Ma per portare il Porcellum davanti alla Consulta, stante il sistema italiano in base al quale il giudizio costituzionale è «incidentale» rispetto a quello principale, Bozzi ha praticamente dovuto fare causa alla presidenza del Consiglio e al ministro dell’interno, sostenendo che il Porcellum lo ha privato del suo diritto di voto così come qualificato dalla Costituzione: personale, privato, libero e segreto. In tutte le precedenti occasioni i giudici di merito lo avevano fermato, definendo «strumentale» questa operazione, volta cioè solo a guadagnare il «passaggio» davanti alla Consulta. La prima sezione penale della Cassazione, facendo riferimento a una dottrina tanto autorevole quanto poco ripresa, ha spiegato che «l’esistenza nel nostro ordinamento di un filtro per l’accesso alla Corte Costituzionale… di certo non può tradursi in un ostacolo che precluda quell’accesso qualora si debba rimuovere un’effettiva e concreta lesione di valori costituzionali primari». Come appunto la libertà del voto.

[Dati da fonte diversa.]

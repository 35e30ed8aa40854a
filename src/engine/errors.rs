//! Error types for the Collateral Engine

use odra::prelude::*;

/// Errors that can occur in the collateral engine
#[odra::odra_error]
pub enum EngineError {
    // Validation Errors
    /// Zero amount not allowed
    InvalidAmount = 1,
    /// Asset is not in the collateral registry
    AssetNotAllowed = 2,
    /// Constructor asset and feed lists differ in length
    MismatchedAssetsAndFeeds = 3,
    /// Asset listed twice in the constructor registry
    DuplicateCollateralAsset = 4,
    /// Liquidation threshold or bonus outside the valid percent range
    InvalidRiskParameters = 5,

    // Insufficiency Errors
    /// Debit exceeds the account's collateral balance
    InsufficientCollateral = 6,
    /// Debit exceeds the account's minted debt
    InsufficientDebt = 7,

    // Valuation Errors
    /// Price feed returned no usable answer
    PriceFeedUnavailable = 8,
    /// Price feed answer is older than the staleness window
    StalePrice = 9,

    // Invariant Errors
    /// Health factor below the minimum after the operation
    HealthFactorBroken = 10,
    /// Target account is solvent, cannot liquidate
    HealthFactorOk = 11,
    /// Liquidation left the target no healthier
    HealthFactorNotImproved = 12,

    // Collaborator Failures
    /// Synthetic token refused to mint
    MintFailed = 13,
    /// Token custody transfer reported failure
    TransferFailed = 14,

    // General Errors
    /// Math overflow occurred
    MathOverflow = 15,
    /// Locked - reentrancy guard
    Locked = 16,
    /// Caller is not authorized
    Unauthorized = 17,
    /// Engine configuration missing
    NotInitialized = 18,
}
#[odra::module]
impl CollateralEngine {
    /// Initialize the engine
    ///
    /// # Arguments
    /// * `synthetic_token` - PUSD token address; ownership of its mint/burn
    ///   gate must be handed to the engine after deployment
    /// * `collateral_assets` - accepted CEP-18 collateral assets
    /// * `price_feeds` - one feed per asset, same order and length
    /// * `liquidation_threshold` - percent in (0, 100]
    /// * `liquidation_bonus` - percent in [0, 100)
    pub fn init(
        &mut self,
        synthetic_token: Address,
        collateral_assets: Vec<Address>,
        price_feeds: Vec<Address>,
        liquidation_threshold: U256,
        liquidation_bonus: U256,
    ) {
        if collateral_assets.len() != price_feeds.len() {
            self.env().revert(EngineError::MismatchedAssetsAndFeeds);
        }
        if liquidation_threshold == U256::zero() || liquidation_threshold > U256::from(PERCENT) {
            self.env().revert(EngineError::InvalidRiskParameters);
        }
        if liquidation_bonus >= U256::from(PERCENT) {
            self.env().revert(EngineError::InvalidRiskParameters);
        }

        self.synthetic_token.set(synthetic_token);
        self.liquidation_threshold.set(liquidation_threshold);
        self.liquidation_bonus.set(liquidation_bonus);
        self.locked.set(false);

        for (i, asset) in collateral_assets.iter().enumerate() {
            if self.price_feeds.get(asset).is_some() {
                self.env().revert(EngineError::DuplicateCollateralAsset);
            }
            self.price_feeds.set(asset, price_feeds[i]);

            let token = Cep18TokenContractRef::new(self.env(), *asset);
            let unit = U256::from(10u64).pow(U256::from(token.decimals()));
            self.asset_units.set(asset, unit);

            self.assets.set(&(i as u32), *asset);
        }
        self.asset_count.set(collateral_assets.len() as u32);
    }

    // ========================================
    // Public Operations
    // ========================================

    /// Deposit collateral into the caller's position
    pub fn deposit_collateral(&mut self, asset: Address, amount: U256) {
        self.lock();
        let caller = self.env().caller();
        self.deposit_internal(caller, asset, amount);
        self.unlock();
    }

    /// Mint PUSD debt against the caller's collateral
    pub fn mint_debt(&mut self, amount: U256) {
        self.lock();
        let caller = self.env().caller();
        self.mint_internal(caller, amount);
        self.unlock();
    }

    /// Deposit collateral and mint PUSD in one operation
    pub fn deposit_and_mint(
        &mut self,
        asset: Address,
        collateral_amount: U256,
        debt_amount: U256,
    ) {
        self.lock();
        let caller = self.env().caller();
        self.deposit_internal(caller, asset, collateral_amount);
        self.mint_internal(caller, debt_amount);
        self.unlock();
    }

    /// Withdraw collateral from the caller's position
    pub fn redeem_collateral(&mut self, asset: Address, amount: U256) {
        self.lock();
        let caller = self.env().caller();
        self.redeem_internal(caller, caller, asset, amount);
        self.assert_solvent(caller);
        self.unlock();
    }

    /// Repay PUSD debt from the caller's own balance
    pub fn burn_debt(&mut self, amount: U256) {
        self.lock();
        let caller = self.env().caller();
        self.burn_internal(caller, caller, amount);
        self.unlock();
    }

    /// Repay PUSD and withdraw collateral in one operation
    pub fn redeem_and_burn(
        &mut self,
        asset: Address,
        redeem_amount: U256,
        burn_amount: U256,
    ) {
        self.lock();
        let caller = self.env().caller();
        self.burn_internal(caller, caller, burn_amount);
        self.redeem_internal(caller, caller, asset, redeem_amount);
        self.assert_solvent(caller);
        self.unlock();
    }

    /// Liquidate an undercollateralized position
    ///
    /// The caller repays `debt_to_cover` of the target's PUSD debt and
    /// receives the equivalent collateral plus the liquidation bonus.
    /// Seizure is limited to the target's holding of `collateral_asset`;
    /// other collateral the target may hold is not touched.
    pub fn liquidate(&mut self, collateral_asset: Address, target: Address, debt_to_cover: U256) {
        self.lock();
        let caller = self.env().caller();

        self.require_positive(debt_to_cover);
        self.assert_asset_allowed(collateral_asset);

        let starting_health = self.health_factor(target);
        if starting_health >= U256::from(MIN_HEALTH_FACTOR) {
            self.env().revert(EngineError::HealthFactorOk);
        }

        let seized = self.asset_amount_from_value(collateral_asset, debt_to_cover);
        let bonus = self.safe_mul(seized, self.liquidation_bonus.get_or_default()) / U256::from(PERCENT);
        let total_seized = seized + bonus;

        self.redeem_internal(target, caller, collateral_asset, total_seized);
        self.burn_internal(target, caller, debt_to_cover);

        let ending_health = self.health_factor(target);
        if ending_health <= starting_health {
            self.env().revert(EngineError::HealthFactorNotImproved);
        }
        self.assert_solvent(caller);

        self.env().emit_event(Liquidated {
            target,
            liquidator: caller,
            collateral_asset,
            debt_covered: debt_to_cover,
            collateral_seized: total_seized,
            timestamp: self.env().get_block_time(),
        });
        self.unlock();
    }

    // ========================================
    // Valuation
    // ========================================

    /// USD value (1e18) of an asset amount
    pub fn asset_value(&self, asset: Address, amount: U256) -> U256 {
        let price = self.price_of(asset);
        let unit = self.unit_of(asset);
        self.safe_mul(amount, price) / unit
    }

    /// Asset amount worth a given USD value (1e18), truncated toward zero
    pub fn asset_amount_from_value(&self, asset: Address, usd_value: U256) -> U256 {
        let price = self.price_of(asset);
        let unit = self.unit_of(asset);
        self.safe_mul(usd_value, unit) / price
    }

    /// Total USD value (1e18) of an account's collateral positions
    pub fn account_collateral_value(&self, account: Address) -> U256 {
        let count = self.asset_count.get_or_default();
        let mut total_value = U256::zero();

        for i in 0..count {
            if let Some(asset) = self.assets.get(&i) {
                let amount = self.collateral.get(&(account, asset)).unwrap_or_default();
                // zero balances never touch the feed
                if amount > U256::zero() {
                    total_value = total_value + self.asset_value(asset, amount);
                }
            }
        }

        total_value
    }

    // ========================================
    // Solvency Guard
    // ========================================

    /// Health factor of an account, 1e18 fixed point
    ///
    /// Health Factor = (Collateral Value * Liquidation Threshold) / Debt
    ///
    /// Returns `U256::MAX` for a zero-debt account.
    pub fn health_factor(&self, account: Address) -> U256 {
        let debt = self.debt_of(account);
        if debt == U256::zero() {
            return U256::MAX;
        }

        let threshold = self.liquidation_threshold.get_or_default();
        let adjusted = self.safe_mul(self.account_collateral_value(account), threshold) / U256::from(PERCENT);

        // saturates instead of overflowing when collateral dwarfs debt
        match adjusted.checked_mul(U256::from(USD_PRECISION)) {
            Some(scaled) => scaled / debt,
            None => U256::MAX,
        }
    }

    fn assert_solvent(&self, account: Address) {
        let health = self.health_factor(account);
        if health < U256::from(MIN_HEALTH_FACTOR) {
            self.env().revert(EngineError::HealthFactorBroken);
        }
    }

    // ========================================
    // Queries
    // ========================================

    /// Collateral balance of an account for an asset
    pub fn collateral_of(&self, account: Address, asset: Address) -> U256 {
        self.collateral.get(&(account, asset)).unwrap_or_default()
    }

    /// Outstanding PUSD debt of an account
    pub fn debt_of(&self, account: Address) -> U256 {
        self.debt.get(&account).unwrap_or_default()
    }

    /// Registered collateral assets
    pub fn collateral_assets(&self) -> Vec<Address> {
        let count = self.asset_count.get_or_default();
        let mut assets = Vec::new();
        for i in 0..count {
            if let Some(asset) = self.assets.get(&i) {
                assets.push(asset);
            }
        }
        assets
    }

    /// Price feed backing an asset
    pub fn price_feed_of(&self, asset: Address) -> Address {
        self.feed_of(asset)
    }

    /// PUSD token address
    pub fn synthetic_token(&self) -> Address {
        self.synthetic_token.get_or_revert_with(EngineError::NotInitialized)
    }

    /// Liquidation threshold percent
    pub fn liquidation_threshold(&self) -> U256 {
        self.liquidation_threshold.get_or_default()
    }

    /// Liquidation bonus percent
    pub fn liquidation_bonus(&self) -> U256 {
        self.liquidation_bonus.get_or_default()
    }

    /// Minimum health factor, 1e18 fixed point
    pub fn min_health_factor(&self) -> U256 {
        U256::from(MIN_HEALTH_FACTOR)
    }

    // ========================================
    // Operation internals
    // ========================================

    fn deposit_internal(&mut self, account: Address, asset: Address, amount: U256) {
        self.require_positive(amount);
        self.assert_asset_allowed(asset);

        self.credit_collateral(account, asset, amount);

        let mut token = Cep18TokenContractRef::new(self.env(), asset);
        if !token.transfer_from(account, Address::from(self.env().self_address()), amount) {
            self.env().revert(EngineError::TransferFailed);
        }
    }

    fn mint_internal(&mut self, account: Address, amount: U256) {
        self.require_positive(amount);

        self.credit_debt(account, amount);
        self.assert_solvent(account);

        let mut token = StablecoinTokenContractRef::new(self.env(), self.synthetic_token());
        if !token.mint(account, amount) {
            self.env().revert(EngineError::MintFailed);
        }
    }

    fn redeem_internal(&mut self, from: Address, to: Address, asset: Address, amount: U256) {
        self.require_positive(amount);
        self.assert_asset_allowed(asset);

        self.debit_collateral(from, to, asset, amount);

        let mut token = Cep18TokenContractRef::new(self.env(), asset);
        if !token.transfer(to, amount) {
            self.env().revert(EngineError::TransferFailed);
        }
    }

    fn burn_internal(&mut self, account: Address, payer: Address, amount: U256) {
        self.require_positive(amount);

        self.debit_debt(account, payer, amount);

        let mut token = StablecoinTokenContractRef::new(self.env(), self.synthetic_token());
        if !token.transfer_from(payer, Address::from(self.env().self_address()), amount) {
            self.env().revert(EngineError::TransferFailed);
        }
        token.burn(amount);
    }

    // ========================================
    // Ledger
    // ========================================
    // The only code that touches the balance mappings. Amounts are strictly
    // positive and debits are checked against the current balance, so no
    // position can go negative.

    fn credit_collateral(&mut self, account: Address, asset: Address, amount: U256) {
        self.require_positive(amount);
        let balance = self.collateral.get(&(account, asset)).unwrap_or_default();
        self.collateral.set(&(account, asset), balance + amount);

        self.env().emit_event(CollateralDeposited {
            account,
            asset,
            amount,
            timestamp: self.env().get_block_time(),
        });
    }

    fn debit_collateral(&mut self, account: Address, recipient: Address, asset: Address, amount: U256) {
        self.require_positive(amount);
        let balance = self.collateral.get(&(account, asset)).unwrap_or_default();
        if amount > balance {
            self.env().revert(EngineError::InsufficientCollateral);
        }
        self.collateral.set(&(account, asset), balance - amount);

        self.env().emit_event(CollateralRedeemed {
            from: account,
            to: recipient,
            asset,
            amount,
            timestamp: self.env().get_block_time(),
        });
    }

    fn credit_debt(&mut self, account: Address, amount: U256) {
        self.require_positive(amount);
        let balance = self.debt.get(&account).unwrap_or_default();
        self.debt.set(&account, balance + amount);

        self.env().emit_event(DebtMinted {
            account,
            amount,
            timestamp: self.env().get_block_time(),
        });
    }

    fn debit_debt(&mut self, account: Address, payer: Address, amount: U256) {
        self.require_positive(amount);
        let balance = self.debt.get(&account).unwrap_or_default();
        if amount > balance {
            self.env().revert(EngineError::InsufficientDebt);
        }
        self.debt.set(&account, balance - amount);

        self.env().emit_event(DebtBurned {
            account,
            payer,
            amount,
            timestamp: self.env().get_block_time(),
        });
    }

    // ========================================
    // Internals
    // ========================================

    fn price_of(&self, asset: Address) -> U256 {
        let feed_address = self.feed_of(asset);
        let feed = PriceFeedContractRef::new(self.env(), feed_address);
        let round = feed.latest_round();

        if round.answer == U256::zero() {
            self.env().revert(EngineError::PriceFeedUnavailable);
        }
        let now = self.env().get_block_time();
        if now.saturating_sub(round.updated_at) > MAX_PRICE_AGE {
            self.env().revert(EngineError::StalePrice);
        }

        round.answer
    }

    fn assert_asset_allowed(&self, asset: Address) {
        if self.price_feeds.get(&asset).is_none() {
            self.env().revert(EngineError::AssetNotAllowed);
        }
    }

    fn feed_of(&self, asset: Address) -> Address {
        self.price_feeds.get(&asset)
            .unwrap_or_revert_with(&self.env(), EngineError::AssetNotAllowed)
    }

    fn unit_of(&self, asset: Address) -> U256 {
        self.asset_units.get(&asset)
            .unwrap_or_revert_with(&self.env(), EngineError::AssetNotAllowed)
    }

    fn require_positive(&self, amount: U256) {
        if amount == U256::zero() {
            self.env().revert(EngineError::InvalidAmount);
        }
    }

    /// Safe multiplication with overflow check
    fn safe_mul(&self, a: U256, b: U256) -> U256 {
        a.checked_mul(b).unwrap_or_else(|| {
            self.env().revert(EngineError::MathOverflow);
        })
    }

    /// Reentrancy lock
    fn lock(&mut self) {
        if self.locked.get_or_default() {
            self.env().revert(EngineError::Locked);
        }
        self.locked.set(true);
    }

    /// Reentrancy unlock
    fn unlock(&mut self) {
        self.locked.set(false);
    }
}
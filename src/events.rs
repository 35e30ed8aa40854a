//! Event definitions for the PUSD token
use odra::prelude::*;
use odra::casper_types::U256;
use odra::prelude::Address;

/// Event emitted when tokens are transferred
#[odra::event]
pub struct Transfer {
    /// From address
    pub from: Address,
    /// To address
    pub to: Address,
    /// Amount transferred
    pub value: U256,
}

/// Event emitted when approval is granted
#[odra::event]
pub struct Approval {
    /// Owner address
    pub owner: Address,
    /// Spender address
    pub spender: Address,
    /// Amount approved
    pub value: U256,
}

/// Event emitted when token ownership changes hands
#[odra::event]
pub struct OwnershipTransferred {
    /// Previous owner
    pub previous_owner: Address,
    /// New owner
    pub new_owner: Address,
}
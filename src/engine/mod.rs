//! Collateral Engine - over-collateralized PUSD minting
//!
//! Users deposit approved CEP-18 collateral, mint PUSD against it, and must
//! keep their health factor above the minimum or become liquidatable by any
//! third party.
//!
//! The engine is the sole custodian of deposited collateral and the sole
//! owner of the PUSD mint/burn gate. All balance accounting flows through
//! an internal ledger with non-negativity checks; every ledger mutation
//! emits an event.

pub mod collateral_engine;
pub mod errors;
pub mod events;
pub mod feed;


pub use collateral_engine::CollateralEngine;
pub use errors::EngineError;
pub use events::*;
pub use feed::{PriceFeed, PriceRound, StaticPriceFeed};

Che si tratti di un’ordinanza assai coraggiosa lo prova il fatto che i giudici abbiano sentito l’esigenza di richiamare il discorso di Napolitano dopo la rielezione per ricordare quanto forti sono le attese di superare il Porcellum. Sta qui la politicità della pronuncia, del resto anticipata dal fatto che questa volta in Cassazione il governo (Monti) abbia rinunciato a difendere la legge elettorale, come pure avevano fatto in precedenza i ministri dell’interno attraverso l’avvocatura dello stato, sia Cancellieri che Maroni. Nell’ordinanza c’è persino la traccia di una possibile soluzione politica: quando suggerisce alla Consulta un’operazione di «cosmesi normativa» che «ripulisca» il Porcellum dalle peggiori brutture: la mancata previsione della soglia per il premio di maggioranza alla camera, la diversità dei premi di maggioranza tra camera e senato e le liste bloccate. È poco, ma forse è persino troppo rispetto a quello che il Pdl è disposto a concedere al resto della maggioranza. Mentre il Pd, o almeno la sua maggioranza preferirebbe, il ritorno al Mattarellum. Se ne occuperà il vertice tra il governo e la maggioranza di mercoledì prossimo. Molto prima della Consulta.